Unter einem Virus verstehen Wissenschaftler und Mediziner eine organische Struktur, die selbst aber keine Zelle ist und nicht lebt. Schon allein an dieser Beschreibung merkt man, dass wir es bei Viren mit einem hochinteressanten Objekt zu tun haben. Allen Viren gemein ist die Abhängigkeit von einer sogenannten Wirtszelle. Denn nur durch die Nutzung echter, lebender Zellen können Viren sich vermehren. Das gefällt den Betroffenen verständlicherweise gar nicht. Und so kommt es meist zu einer starken Immunantwort, weil der Körper den Eindringling erkennt und versucht, ihn unschädlich zu machen. Man bekommt Fieber und fühlt sich eine Zeit lang nicht besonders gut. In seltenen Fällen gelingt es dem Virus, der Immunantwort zu trotzen – dann wird der Befallene richtig krank.

Die Art und Weise, wie Viren andere Zellen nutzen, um sich selbst am Leben zu erhalten, ist faszinierend. Dabei docken sie an der Zellmembran der Wirtszelle an und schleusen das eigene Genmaterial in deren Inneres. Diese RNA oder DNA (je nach Virustyp) wird dann von der befallenen Zelle behandelt wie das eigene Genmaterial.
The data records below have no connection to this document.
//! Log stream over a tokio `AsyncBufRead` source.

use tokio::io::{AsyncBufRead, AsyncBufReadExt};

use super::{trim_newline, LineDecoder, LogLineRecord};
use crate::config::ReaderConfig;

/// The async counterpart of [`JsonLogsStream`](super::JsonLogsStream).
///
/// Records are pulled with [`next_record`](Self::next_record); dropping the
/// stream cancels reading.
///
/// # Example
///
/// ```
/// use shared::reader::AsyncJsonLogsStream;
///
/// # tokio_test::block_on(async {
/// let mut stream = AsyncJsonLogsStream::new(&b"not json\n"[..]);
/// let record = stream.next_record().await.unwrap();
/// assert!(record.outcome.is_err());
/// assert!(stream.next_record().await.is_none());
/// # });
/// ```
pub struct AsyncJsonLogsStream<R> {
    reader: R,
    decoder: LineDecoder,
    buffer: Vec<u8>,
}

impl<R: AsyncBufRead + Unpin> AsyncJsonLogsStream<R> {
    /// Creates a stream with the default schema and error policy.
    #[must_use]
    pub fn new(reader: R) -> Self {
        Self::with_config(reader, ReaderConfig::default())
    }

    /// Creates a stream with the given configuration.
    #[must_use]
    pub fn with_config(reader: R, config: ReaderConfig) -> Self {
        Self {
            reader,
            decoder: LineDecoder::new(config),
            buffer: Vec::new(),
        }
    }

    /// Reads the next non-blank line. Returns `None` once the source is
    /// exhausted or the error policy has ended the stream.
    pub async fn next_record(&mut self) -> Option<LogLineRecord> {
        while !self.decoder.done {
            self.buffer.clear();
            match self.reader.read_until(b'\n', &mut self.buffer).await {
                Ok(0) => {
                    self.decoder.done = true;
                }
                Ok(_) => {
                    if let Some(record) = self.decoder.decode(trim_newline(&self.buffer)) {
                        return Some(record);
                    }
                }
                Err(err) if err.kind() == std::io::ErrorKind::Interrupted => {}
                Err(err) => return Some(self.decoder.read_failed(err)),
            }
        }
        None
    }

    /// Reads all remaining records.
    pub async fn collect_records(mut self) -> Vec<LogLineRecord> {
        let mut records = Vec::new();
        while let Some(record) = self.next_record().await {
            records.push(record);
        }
        records
    }
}

#[cfg(test)]
mod tests {
    use super::*;
    use crate::config::{ErrorPolicy, Schema};
    use crate::reader::LineError;
    use tokio::io::BufReader;

    const VALID: &str = r#"{"type": "console", "timestamp": "2019-01-03T16:30:53,058+0100", "level": "WARN", "component": "c", "cluster.name": "cl", "node.name": "n0", "message": "ok"}"#;

    #[tokio::test]
    async fn test_lines_split_across_reads() {
        let (head, tail) = VALID.split_at(40);
        let mock = tokio_test::io::Builder::new()
            .read(head.as_bytes())
            .read(tail.as_bytes())
            .read(b"\n")
            .read(VALID.as_bytes())
            .build();

        let records = AsyncJsonLogsStream::new(BufReader::new(mock))
            .collect_records()
            .await;

        assert_eq!(records.len(), 2);
        assert!(records.iter().all(|r| r.outcome.is_ok()));
        assert_eq!(records[1].line_number, 2);
    }

    #[tokio::test]
    async fn test_node_schema_and_error_isolation() {
        let input = format!("{VALID}\n[]\n{VALID}\n");
        let config = ReaderConfig::new(Schema::Node);

        let records = AsyncJsonLogsStream::with_config(input.as_bytes(), config)
            .collect_records()
            .await;

        assert_eq!(records.len(), 3);
        assert_eq!(
            records[0].outcome.as_ref().unwrap().node_name.as_deref(),
            Some("n0")
        );
        assert!(matches!(records[1].outcome, Err(LineError::NotAnObject)));
        assert!(records[2].outcome.is_ok());
    }

    #[tokio::test]
    async fn test_fail_fast() {
        let input = format!("oops\n{VALID}\n");
        let config = ReaderConfig::default().with_policy(ErrorPolicy::FailFast);

        let records = AsyncJsonLogsStream::with_config(input.as_bytes(), config)
            .collect_records()
            .await;

        assert_eq!(records.len(), 1);
        assert_eq!(records[0].line_number, 1);
    }

    #[tokio::test]
    async fn test_read_error_is_reported() {
        let mock = tokio_test::io::Builder::new()
            .read(format!("{VALID}\n").as_bytes())
            .read_error(std::io::Error::other("reset"))
            .build();

        let records = AsyncJsonLogsStream::new(BufReader::new(mock))
            .collect_records()
            .await;

        assert_eq!(records.len(), 2);
        assert!(matches!(records[1].outcome, Err(LineError::Io(_))));
    }
}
Denn es enthält den Bauplan zur Produktion weiterer Viruspartikel. Die befallene Zelle wird also gekapert und zur Virenproduktionsstelle umfunktioniert. Sind genug Kopien des Ursprungsvirus angefertigt worden, platzt die Zelle förmlich und entlässt Tausende und Abertausende neuer Viren in den Körper. Die greifen ihrerseits wieder gesunde Zellen an und funktionieren auch diese zu Virenproduktionsfirmen um.

Es entsteht ein richtiger Teufelskreis, denn eine infizierte Zelle führt zu hunderten, ja tausenden neuen Virenpartikeln. Die berühmte exponentielle Vermehrung findet also schon im Kleinen – im Vermehrungszyklus des Virus – statt.